Bakırhan: Sivil toplum izleyici değil, barış sürecinin mimarı olmalıdır
DEM Parti Eş Genel Başkanı Bakırhan, Türkiye’de barış sürecinin dışlandığını, medyanın savaş diline teslim olduğunu belirterek sivil topluma çağrıda bulundu: “Barış için herkes sorumluluk almalı.”

Fotoğraf: MA
Ankara — Halkların Eşitlik ve Demokrasi Partisi (DEM Parti) Eş Genel Başkanı Tuncer Bakırhan, “Barış ve Demokratik Toplum Buluşmaları” kapsamında Ankara’da sivil toplum örgütleriyle bir araya geldi. Türkiye Mühendis ve Mimar Odaları Birliği’ne (TMMOB) bağlı Makine Mühendisleri Odası Eğitim ve Kültür Merkezi’nde düzenlenen etkinlikte konuşan Bakırhan, barış süreci ve demokratikleşme çağrısında bulundu.
Saha buluşmalarına ilişkin değerlendirmelerde bulunan Bakırhan, şimdiye kadar yaklaşık 2 bin toplantı gerçekleştirdiklerini, bu toplantılarda on binlerce yurttaşla bir araya geldiklerini söyledi. Bu süreçte toplumdan gelen taleplerin önemine dikkat çeken Bakırhan, “Henüz barış çağrısına uygun bir dil kullanılmıyor. Ancak biz bunu halklarla, emekçilerle birlikte aşmaya çalışıyoruz” dedi.
“Barış sadece Kürtlerin talebi değil”
Barış ve çözüm sürecine dair kamuoyunda oluşturulan algıyı eleştiren Bakırhan, “Bu süreci sadece Kürtlerin yürüttüğü ya da sadece Kürt sorununun tartışıldığı bir süreç olarak tarif etmek doğru değil” dedi. Medyada yer alan söylemlerin süreci çarpıttığını belirten Bakırhan, “İktidar medyasının pozisyonu açık ama muhalif medyada bu konuda savaş diline teslim olmuş durumda” ifadelerini kullandı.
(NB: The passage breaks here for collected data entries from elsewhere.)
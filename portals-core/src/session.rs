//! Session - the per-user context the interface drives.
//!
//! A session owns the story, the language-model connection, the last run's
//! log and the busy flag that keeps runs from overlapping. Interfaces call
//! [`Session::begin_run`] to get a [`RunTicket`], execute it (inline or on a
//! task), then hand the [`RunReport`] back with [`Session::finish_run`].

use crate::chart::{ChartProvider, Location, MeanElementEphemeris};
use crate::corpus::{Corpus, CorpusError, DEFAULT_RADIUS, MAX_LINE};
use crate::oracle::{connect_ollama, LanguageModel, ModelError};
use crate::pipeline::{Pipeline, PipelineSettings, RunOutcome, Variant, RNG_MAX};
use crate::run_log::{LogEntry, RunLog};
use crate::story::{Story, StoryError, StoryStore};
use chrono::NaiveDate;
use rand::Rng;
use std::path::PathBuf;
use std::sync::atomic::{AtomicBool, Ordering};
use std::sync::Arc;
use thiserror::Error;
use tokio::sync::mpsc::UnboundedSender;
use tokio::sync::watch;
use tracing::{info, warn};

/// Model used when none is configured.
pub const DEFAULT_MODEL: &str = "dengcao/Qwen3-30B-A3B-Instruct-2507:latest";

/// Errors from session operations.
#[derive(Debug, Error)]
pub enum SessionError {
    #[error("No language model configured - connect a model first")]
    BackendUnconfigured,

    #[error("A consultation is already in progress")]
    Busy,

    #[error("Corpus error: {0}")]
    Corpus(#[from] CorpusError),

    #[error("Story error: {0}")]
    Store(#[from] StoryError),

    #[error("Language model error: {0}")]
    Backend(#[from] ModelError),
}

/// Configuration for opening a session.
#[derive(Debug, Clone)]
pub struct SessionConfig {
    /// Path of the numbered reference text.
    pub corpus_path: PathBuf,

    /// Path of the story document.
    pub story_path: PathBuf,

    /// Which oracle variant to run.
    pub variant: Variant,

    /// Model name to connect to.
    pub model: String,

    /// Ollama host; `None` uses the client default.
    pub host: Option<String>,

    /// Lines either side of the drawn line.
    pub radius: usize,

    /// Inclusive upper bound of the draw.
    pub rng_max: u32,

    /// Highest draw that reads the corpus.
    pub max_line: u32,

    /// Date the chart is cast for; defaults to today.
    pub chart_date: Option<NaiveDate>,

    /// Where the chart is cast.
    pub location: Location,
}

impl Default for SessionConfig {
    fn default() -> Self {
        Self {
            corpus_path: PathBuf::from("NumBible.TXT"),
            story_path: PathBuf::from("campaign.json"),
            variant: Variant::default(),
            model: DEFAULT_MODEL.to_string(),
            host: None,
            radius: DEFAULT_RADIUS,
            rng_max: RNG_MAX,
            max_line: MAX_LINE,
            chart_date: None,
            location: Location::default(),
        }
    }
}

impl SessionConfig {
    /// Create a config with the given corpus and story paths.
    pub fn new(corpus_path: impl Into<PathBuf>, story_path: impl Into<PathBuf>) -> Self {
        Self {
            corpus_path: corpus_path.into(),
            story_path: story_path.into(),
            ..Self::default()
        }
    }

    pub fn with_variant(mut self, variant: Variant) -> Self {
        self.variant = variant;
        self
    }

    pub fn with_model(mut self, model: impl Into<String>) -> Self {
        self.model = model.into();
        self
    }

    pub fn with_host(mut self, host: impl Into<String>) -> Self {
        self.host = Some(host.into());
        self
    }

    pub fn with_radius(mut self, radius: usize) -> Self {
        self.radius = radius;
        self
    }

    /// Set the draw bounds.
    pub fn with_draw_limits(mut self, rng_max: u32, max_line: u32) -> Self {
        self.rng_max = rng_max;
        self.max_line = max_line;
        self
    }

    pub fn with_chart_date(mut self, date: NaiveDate) -> Self {
        self.chart_date = Some(date);
        self
    }

    pub fn with_location(mut self, location: Location) -> Self {
        self.location = location;
        self
    }

    fn pipeline_settings(&self) -> PipelineSettings {
        PipelineSettings {
            variant: self.variant,
            rng_max: self.rng_max,
            max_line: self.max_line,
            radius: self.radius,
        }
    }
}

/// Holds the busy flag for as long as it lives.
///
/// Dropping the guard clears the flag, whether the run finished, failed
/// or panicked.
#[derive(Debug)]
pub struct BusyGuard {
    flag: Arc<AtomicBool>,
}

impl BusyGuard {
    fn acquire(flag: &Arc<AtomicBool>) -> Option<Self> {
        flag.compare_exchange(false, true, Ordering::AcqRel, Ordering::Acquire)
            .ok()
            .map(|_| Self { flag: flag.clone() })
    }
}

impl Drop for BusyGuard {
    fn drop(&mut self) {
        self.flag.store(false, Ordering::Release);
    }
}

/// Permission to execute one run, plus everything the run needs.
///
/// The chart date is not captured here; the run reads the session's current
/// date when it reaches the chart stage.
pub struct RunTicket {
    pipeline: Pipeline,
    story: Story,
    date: watch::Receiver<NaiveDate>,
    _guard: BusyGuard,
}

impl RunTicket {
    /// Stage 1: pick the number for this run.
    pub fn draw<R: Rng + ?Sized>(&self, rng: &mut R) -> u32 {
        self.pipeline.draw(rng)
    }

    /// Run the remaining stages for `draw`.
    ///
    /// Entries are mirrored to `progress` as they are logged. The busy flag
    /// is released when this returns.
    pub async fn execute(self, draw: u32, progress: Option<UnboundedSender<LogEntry>>) -> RunReport {
        let RunTicket {
            pipeline,
            mut story,
            date,
            _guard,
        } = self;

        let mut log = match progress {
            Some(tx) => RunLog::with_progress(tx),
            None => RunLog::new(),
        };

        let outcome = pipeline.consult(draw, &mut story, &date, &mut log).await;

        RunReport {
            outcome,
            log: log.into_entries(),
            story,
        }
    }
}

/// The result of an executed ticket.
#[derive(Debug, Clone)]
pub struct RunReport {
    pub outcome: RunOutcome,
    pub log: Vec<LogEntry>,
    /// The story after the run; unchanged unless a chapter was written.
    pub story: Story,
}

/// A user session.
pub struct Session {
    config: SessionConfig,
    corpus: Arc<Corpus>,
    store: Arc<StoryStore>,
    chart: Arc<dyn ChartProvider>,
    model: Option<Arc<dyn LanguageModel>>,
    story: Story,
    log: Vec<LogEntry>,
    busy: Arc<AtomicBool>,
    chart_date: watch::Sender<NaiveDate>,
}

impl Session {
    /// Open a session: check the corpus exists and load (or create) the story.
    ///
    /// No model is connected yet; call [`Session::connect`] or
    /// [`Session::set_model`].
    pub async fn open(config: SessionConfig) -> Result<Self, SessionError> {
        let corpus = Corpus::open(&config.corpus_path)?;
        let store = StoryStore::new(&config.story_path, config.variant.initial_story());
        let story = store.load().await?;

        let chart_date = config
            .chart_date
            .unwrap_or_else(|| chrono::Local::now().date_naive());
        let chart = Arc::new(MeanElementEphemeris::new(config.location.clone()));

        info!(
            corpus = %config.corpus_path.display(),
            story = %config.story_path.display(),
            variant = %config.variant,
            chapters = story.len(),
            "session opened"
        );

        Ok(Self {
            config,
            corpus: Arc::new(corpus),
            store: Arc::new(store),
            chart,
            model: None,
            story,
            log: Vec::new(),
            busy: Arc::new(AtomicBool::new(false)),
            chart_date: watch::Sender::new(chart_date),
        })
    }

    /// Replace the chart source.
    pub fn with_chart_provider(mut self, chart: Arc<dyn ChartProvider>) -> Self {
        self.chart = chart;
        self
    }

    /// Connect to `model` on the configured Ollama host.
    ///
    /// On failure the session is left without a model.
    pub async fn connect(&mut self, model: &str) -> Result<(), SessionError> {
        self.model = None;
        match connect_ollama(self.config.host.as_deref(), model).await {
            Ok(client) => {
                self.config.model = model.to_string();
                self.model = Some(client);
                Ok(())
            }
            Err(e) => {
                warn!(model, error = %e, "failed to connect");
                Err(e.into())
            }
        }
    }

    /// Install an already-connected model.
    pub fn set_model(&mut self, model: Arc<dyn LanguageModel>) {
        self.model = Some(model);
    }

    pub fn model_name(&self) -> Option<&str> {
        self.model.as_ref().map(|m| m.name())
    }

    pub fn config(&self) -> &SessionConfig {
        &self.config
    }

    pub fn variant(&self) -> Variant {
        self.config.variant
    }

    pub fn story(&self) -> &Story {
        &self.story
    }

    /// Messages from the most recent run.
    pub fn log(&self) -> &[LogEntry] {
        &self.log
    }

    pub fn chart_date(&self) -> NaiveDate {
        *self.chart_date.borrow()
    }

    /// Change the chart date. A run already in flight picks it up if it has
    /// not yet reached the chart stage.
    pub fn set_chart_date(&mut self, date: NaiveDate) {
        self.chart_date.send_replace(date);
    }

    pub fn is_configured(&self) -> bool {
        self.model.is_some()
    }

    pub fn is_busy(&self) -> bool {
        self.busy.load(Ordering::Acquire)
    }

    /// Whether a run may be started right now.
    pub fn can_consult(&self) -> bool {
        self.is_configured() && !self.is_busy()
    }

    /// Claim the busy flag and package up a run.
    ///
    /// Clears the previous run's log. Fails without side effects if no
    /// model is configured or a run is already in flight.
    pub fn begin_run(&mut self) -> Result<RunTicket, SessionError> {
        let model = self.model.clone().ok_or(SessionError::BackendUnconfigured)?;
        let guard = BusyGuard::acquire(&self.busy).ok_or(SessionError::Busy)?;

        self.log.clear();

        let pipeline = Pipeline::new(
            model,
            self.corpus.clone(),
            self.store.clone(),
            self.config.pipeline_settings(),
        )
        .with_chart(self.chart.clone());

        Ok(RunTicket {
            pipeline,
            story: self.story.clone(),
            date: self.chart_date.subscribe(),
            _guard: guard,
        })
    }

    /// Take in the result of an executed ticket.
    pub fn finish_run(&mut self, report: RunReport) -> RunOutcome {
        self.story = report.story;
        self.log = report.log;
        report.outcome
    }

    /// Begin, execute and finish one run with a random draw.
    pub async fn consult<R: Rng + ?Sized>(&mut self, rng: &mut R) -> Result<RunOutcome, SessionError> {
        let ticket = self.begin_run()?;
        let draw = ticket.draw(rng);
        let report = ticket.execute(draw, None).await;
        Ok(self.finish_run(report))
    }

    /// Begin, execute and finish one run with a fixed draw.
    pub async fn consult_with_draw(&mut self, draw: u32) -> Result<RunOutcome, SessionError> {
        let ticket = self.begin_run()?;
        let report = ticket.execute(draw, None).await;
        Ok(self.finish_run(report))
    }
}

#[cfg(test)]
mod tests {
    use super::*;
    use crate::testing::{numbered_corpus, ScriptedModel};
    use tempfile::TempDir;

    async fn open_session(dir: &TempDir, variant: Variant) -> Session {
        let corpus = dir.path().join("corpus.txt");
        std::fs::write(&corpus, numbered_corpus(50)).unwrap();
        let config = SessionConfig::new(corpus, dir.path().join("campaign.json"))
            .with_variant(variant)
            .with_chart_date(NaiveDate::from_ymd_opt(2024, 3, 20).unwrap());
        Session::open(config).await.unwrap()
    }

    #[test]
    fn test_busy_guard_releases_on_drop() {
        let flag = Arc::new(AtomicBool::new(false));
        let guard = BusyGuard::acquire(&flag).unwrap();
        assert!(flag.load(Ordering::Acquire));
        assert!(BusyGuard::acquire(&flag).is_none());
        drop(guard);
        assert!(!flag.load(Ordering::Acquire));
        assert!(BusyGuard::acquire(&flag).is_some());
    }

    #[test]
    fn test_config_builder() {
        let config = SessionConfig::new("c.txt", "s.json")
            .with_variant(Variant::Celestial)
            .with_model("llama3")
            .with_host("http://box:11434")
            .with_radius(2)
            .with_draw_limits(100, 10);

        assert_eq!(config.variant, Variant::Celestial);
        assert_eq!(config.model, "llama3");
        assert_eq!(config.host.as_deref(), Some("http://box:11434"));
        let settings = config.pipeline_settings();
        assert_eq!(settings.radius, 2);
        assert_eq!(settings.rng_max, 100);
        assert_eq!(settings.max_line, 10);
    }

    #[tokio::test]
    async fn test_open_fails_without_corpus() {
        let dir = TempDir::new().unwrap();
        let config = SessionConfig::new(dir.path().join("missing.txt"), dir.path().join("s.json"));
        let result = Session::open(config).await;
        assert!(matches!(result, Err(SessionError::Corpus(CorpusError::Unavailable { .. }))));
    }

    #[tokio::test]
    async fn test_open_seeds_story_per_variant() {
        let dir = TempDir::new().unwrap();
        let session = open_session(&dir, Variant::Scripture).await;
        assert_eq!(session.story().len(), 1);

        let dir = TempDir::new().unwrap();
        let session = open_session(&dir, Variant::Celestial).await;
        assert!(session.story().is_empty());
    }

    #[tokio::test]
    async fn test_begin_run_requires_model() {
        let dir = TempDir::new().unwrap();
        let mut session = open_session(&dir, Variant::Scripture).await;

        assert!(!session.can_consult());
        assert!(matches!(session.begin_run(), Err(SessionError::BackendUnconfigured)));
        assert!(!session.is_busy());
    }

    #[tokio::test]
    async fn test_second_begin_run_is_rejected_while_first_is_alive() {
        let dir = TempDir::new().unwrap();
        let mut session = open_session(&dir, Variant::Scripture).await;
        session.set_model(Arc::new(ScriptedModel::new(Vec::new())));

        let ticket = session.begin_run().unwrap();
        assert!(session.is_busy());
        assert!(!session.can_consult());
        assert!(matches!(session.begin_run(), Err(SessionError::Busy)));

        drop(ticket);
        assert!(session.can_consult());
        assert!(session.begin_run().is_ok());
    }

    #[tokio::test]
    async fn test_begin_run_clears_previous_log() {
        let dir = TempDir::new().unwrap();
        let mut session = open_session(&dir, Variant::Scripture).await;
        session.set_model(Arc::new(ScriptedModel::new(Vec::new())));

        session.consult_with_draw(RNG_MAX).await.unwrap();
        assert_eq!(session.log().len(), 2);

        let _ticket = session.begin_run().unwrap();
        assert!(session.log().is_empty());
    }

    #[tokio::test]
    async fn test_chart_date_round_trip() {
        let dir = TempDir::new().unwrap();
        let mut session = open_session(&dir, Variant::Celestial).await;
        let date = NaiveDate::from_ymd_opt(1999, 12, 31).unwrap();
        session.set_chart_date(date);
        assert_eq!(session.chart_date(), date);
    }
}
Dünya siyasetinde yeni bir dönemin başladığını belirten Bakırhan, yaşanan gelişmelerin emekçilerin ve ezilenlerin mücadelesini daha da yakıcı hale getirdiğini ifade etti. “Kapitalist-emperyalist sistemin ciddi şekilde sorgulandığı bir eşikteyiz. Biz de bu dönemde yol arayışındayız” diyen Bakırhan, demokrasi, adalet ve özgürlük mücadelesinin bu yeni dönemin temel dinamiği olduğunu söyledi.
“Kurucu hafıza yeniden hatırlanmalı”
Bakırhan, Türkiye’nin yakın tarihine atıf yaparak, farklı halkların ve inançların ortak kurucu iradesine vurgu yaptı. Yüz yıl önce Ankara’da kurulan çok kimlikli yapının zamanla tekçi bir anlayışa dönüştüğünü ifade eden Bakırhan, “O dönemde Kürtler ve Türkler birlikte mücadele etmişti. Bugün bu kurucu hafızayı hatırlamak ve onun ışığında hareket etmek gerekiyor” dedi.
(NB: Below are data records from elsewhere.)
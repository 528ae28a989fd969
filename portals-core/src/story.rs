//! Story persistence.
//!
//! The story is a title plus an append-only list of numbered chapters, kept
//! in a single human-readable JSON document.

use serde::{Deserialize, Serialize};
use std::path::{Path, PathBuf};
use thiserror::Error;
use tokio::fs;
use tracing::{info, warn};

/// Title given to a freshly created story.
pub const DEFAULT_TITLE: &str = "The War of the Heavens";

/// First chapter of a seeded story.
pub const OPENING_CHAPTER: &str = "You stand on the precipice of the shattered city of Aethelburg, a celestial tear shimmering in the sky above. An angelic feather, pure white, drifts down and lands at your feet. The air crackles with a divine and infernal energy. Your quest has just begun: to seal the rift before the world is consumed by the final war between heaven and hell.";

/// Errors from story persistence.
#[derive(Debug, Error)]
pub enum StoryError {
    #[error("IO error: {0}")]
    Io(#[from] std::io::Error),

    #[error("JSON error: {0}")]
    Json(#[from] serde_json::Error),
}

/// One numbered chapter.
#[derive(Debug, Clone, PartialEq, Eq, Serialize, Deserialize)]
pub struct Chapter {
    pub chapter_num: u32,
    pub content: String,
}

/// The serialized story.
#[derive(Debug, Clone, PartialEq, Eq, Serialize, Deserialize)]
pub struct Story {
    pub title: String,
    pub chapters: Vec<Chapter>,
}

impl Story {
    /// Create a story with no chapters.
    pub fn new(title: impl Into<String>) -> Self {
        Self {
            title: title.into(),
            chapters: Vec::new(),
        }
    }

    /// Create the default story with its fixed opening chapter.
    pub fn seeded() -> Self {
        let mut story = Self::new(DEFAULT_TITLE);
        story.append(OPENING_CHAPTER);
        story
    }

    /// Append a chapter numbered one past the current last.
    pub fn append(&mut self, content: impl Into<String>) -> &Chapter {
        let chapter_num = self.chapters.len() as u32 + 1;
        self.chapters.push(Chapter {
            chapter_num,
            content: content.into(),
        });
        &self.chapters[self.chapters.len() - 1]
    }

    pub fn last(&self) -> Option<&Chapter> {
        self.chapters.last()
    }

    pub fn len(&self) -> usize {
        self.chapters.len()
    }

    pub fn is_empty(&self) -> bool {
        self.chapters.is_empty()
    }

    /// All chapter texts in order, one per line.
    pub fn history(&self) -> String {
        self.chapters
            .iter()
            .map(|c| c.content.as_str())
            .collect::<Vec<_>>()
            .join("\n")
    }

    /// Whether chapter numbers run `1..=len` in order.
    pub fn is_contiguous(&self) -> bool {
        self.chapters
            .iter()
            .enumerate()
            .all(|(i, c)| c.chapter_num as usize == i + 1)
    }
}

/// Reads and writes the story document.
#[derive(Debug, Clone)]
pub struct StoryStore {
    path: PathBuf,
    template: Story,
}

impl StoryStore {
    /// Create a store at `path`. `template` is written out whenever the
    /// document is missing or unreadable.
    pub fn new(path: impl AsRef<Path>, template: Story) -> Self {
        Self {
            path: path.as_ref().to_path_buf(),
            template,
        }
    }

    pub fn path(&self) -> &Path {
        &self.path
    }

    /// Load the story, reinitialising the document if it is absent or corrupt.
    ///
    /// A document whose chapter numbers do not run `1..=len` counts as corrupt.
    pub async fn load(&self) -> Result<Story, StoryError> {
        match fs::read(&self.path).await {
            Ok(bytes) => match serde_json::from_slice::<Story>(&bytes) {
                Ok(story) if story.is_contiguous() => return Ok(story),
                Ok(_) => {
                    warn!(path = %self.path.display(), "story chapters misnumbered, reinitialising");
                }
                Err(e) => {
                    warn!(path = %self.path.display(), error = %e, "story document corrupt, reinitialising");
                }
            },
            Err(e) if e.kind() == std::io::ErrorKind::NotFound => {
                info!(path = %self.path.display(), "no story document, creating one");
            }
            Err(e) => return Err(e.into()),
        }

        let story = self.template.clone();
        self.save(&story).await?;
        Ok(story)
    }

    /// Overwrite the document with `story`.
    pub async fn save(&self, story: &Story) -> Result<(), StoryError> {
        let content = serde_json::to_string_pretty(story)?;
        fs::write(&self.path, content).await?;
        Ok(())
    }
}

#[cfg(test)]
mod tests {
    use super::*;
    use tempfile::TempDir;

    #[test]
    fn test_append_numbers_sequentially() {
        let mut story = Story::new("Test");
        assert_eq!(story.append("one").chapter_num, 1);
        assert_eq!(story.append("two").chapter_num, 2);
        assert_eq!(story.append("three").chapter_num, 3);
        assert!(story.is_contiguous());
        assert_eq!(story.last().unwrap().content, "three");
    }

    #[test]
    fn test_seeded_story() {
        let story = Story::seeded();
        assert_eq!(story.title, DEFAULT_TITLE);
        assert_eq!(story.len(), 1);
        assert_eq!(story.chapters[0].chapter_num, 1);
        assert_eq!(story.chapters[0].content, OPENING_CHAPTER);
    }

    #[test]
    fn test_history_joins_with_newlines() {
        let mut story = Story::new("Test");
        assert_eq!(story.history(), "");
        story.append("first");
        story.append("second");
        assert_eq!(story.history(), "first\nsecond");
    }

    #[test]
    fn test_json_field_names() {
        let story = Story::seeded();
        let json = serde_json::to_value(&story).unwrap();
        assert_eq!(json["title"], DEFAULT_TITLE);
        assert_eq!(json["chapters"][0]["chapter_num"], 1);
        assert!(json["chapters"][0]["content"].is_string());
    }

    #[tokio::test]
    async fn test_load_creates_missing_document() {
        let dir = TempDir::new().unwrap();
        let path = dir.path().join("campaign.json");
        let store = StoryStore::new(&path, Story::seeded());

        let story = store.load().await.unwrap();
        assert_eq!(story, Story::seeded());
        assert!(path.exists());
    }

    #[tokio::test]
    async fn test_load_recovers_corrupt_document() {
        let dir = TempDir::new().unwrap();
        let path = dir.path().join("campaign.json");
        std::fs::write(&path, "{ not json").unwrap();

        let store = StoryStore::new(&path, Story::new(DEFAULT_TITLE));
        let story = store.load().await.unwrap();
        assert!(story.is_empty());

        let on_disk: Story = serde_json::from_str(&std::fs::read_to_string(&path).unwrap()).unwrap();
        assert_eq!(on_disk, story);
    }

    #[tokio::test]
    async fn test_load_recovers_non_utf8_document() {
        let dir = TempDir::new().unwrap();
        let path = dir.path().join("campaign.json");
        std::fs::write(&path, [0xff, 0xfe, 0x7b, 0x00, 0xc3]).unwrap();

        let store = StoryStore::new(&path, Story::seeded());
        let story = store.load().await.unwrap();
        assert_eq!(story, Story::seeded());

        let on_disk: Story = serde_json::from_str(&std::fs::read_to_string(&path).unwrap()).unwrap();
        assert_eq!(on_disk, story);
    }

    #[tokio::test]
    async fn test_load_rejects_misnumbered_chapters() {
        let dir = TempDir::new().unwrap();
        let path = dir.path().join("campaign.json");
        std::fs::write(
            &path,
            r#"{"title":"Gaps","chapters":[{"chapter_num":1,"content":"A"},{"chapter_num":3,"content":"B"}]}"#,
        )
        .unwrap();

        let store = StoryStore::new(&path, Story::seeded());
        let mut story = store.load().await.unwrap();
        assert_eq!(story, Story::seeded());
        assert_eq!(story.append("next").chapter_num, 2);
    }

    #[tokio::test]
    async fn test_save_then_load_round_trip() {
        let dir = TempDir::new().unwrap();
        let path = dir.path().join("campaign.json");
        let store = StoryStore::new(&path, Story::seeded());

        let mut story = store.load().await.unwrap();
        story.append("The rift widens.");
        store.save(&story).await.unwrap();

        assert_eq!(store.load().await.unwrap(), story);
    }

    #[tokio::test]
    async fn test_load_reads_document_written_by_hand() {
        let dir = TempDir::new().unwrap();
        let path = dir.path().join("campaign.json");
        std::fs::write(
            &path,
            r#"{
    "title": "Custom",
    "chapters": [
        {"chapter_num": 1, "content": "Once."}
    ]
}"#,
        )
        .unwrap();

        let store = StoryStore::new(&path, Story::seeded());
        let story = store.load().await.unwrap();
        assert_eq!(story.title, "Custom");
        assert_eq!(story.chapters[0].content, "Once.");
    }
}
Barış sürecine yönelik engellerin sadece iktidar çevreleriyle sınırlı kalmadığını belirten Bakırhan, cezaevinden tahliye edilen kişilere yönelik tepkileri eleştirerek, “Barışa karşı çıkmak en utanç verici şeydir” ifadelerini kullandı. Muhalefet içinde de bu tür yaklaşımların olduğunu söyleyen Bakırhan, Kürt halkının taleplerinin kriminalize edilmesine tepki gösterdi.
“Savaş maliyeti ülke için kullanılsaydı farklı bir tablo olurdu”
Türkiye'de 40 yılı aşkın süredir devam eden çatışma ortamının toplumsal maliyetine dikkat çeken Bakırhan, “Bu savaş ve çatışmalara yaklaşık 3–4 trilyon dolar harcandığını tahmin ediyoruz. Bu kaynak demokratik bir ülke inşası için kullanılsaydı bugün çok farklı bir tablo olurdu” dedi. Bakırhan, barışın sadece vicdani değil, aynı zamanda ekonomik bir zorunluluk olduğunu ifade etti.
Sivil toplumun barış sürecinde temel bir aktör olması gerektiğini vurgulayan Bakırhan, bu sürecin sadece Mecliste kurulan komisyonlara bırakılamayacağını ifade etti. “Sivil toplum izleyici değil, barış sürecinin mimarı olmalıdır. TMK gibi yasalar sadece Kürt halkının değil, tüm toplumun sorunudur” diyen Bakırhan, sivil toplumu aktif katkı sunmaya çağırdı.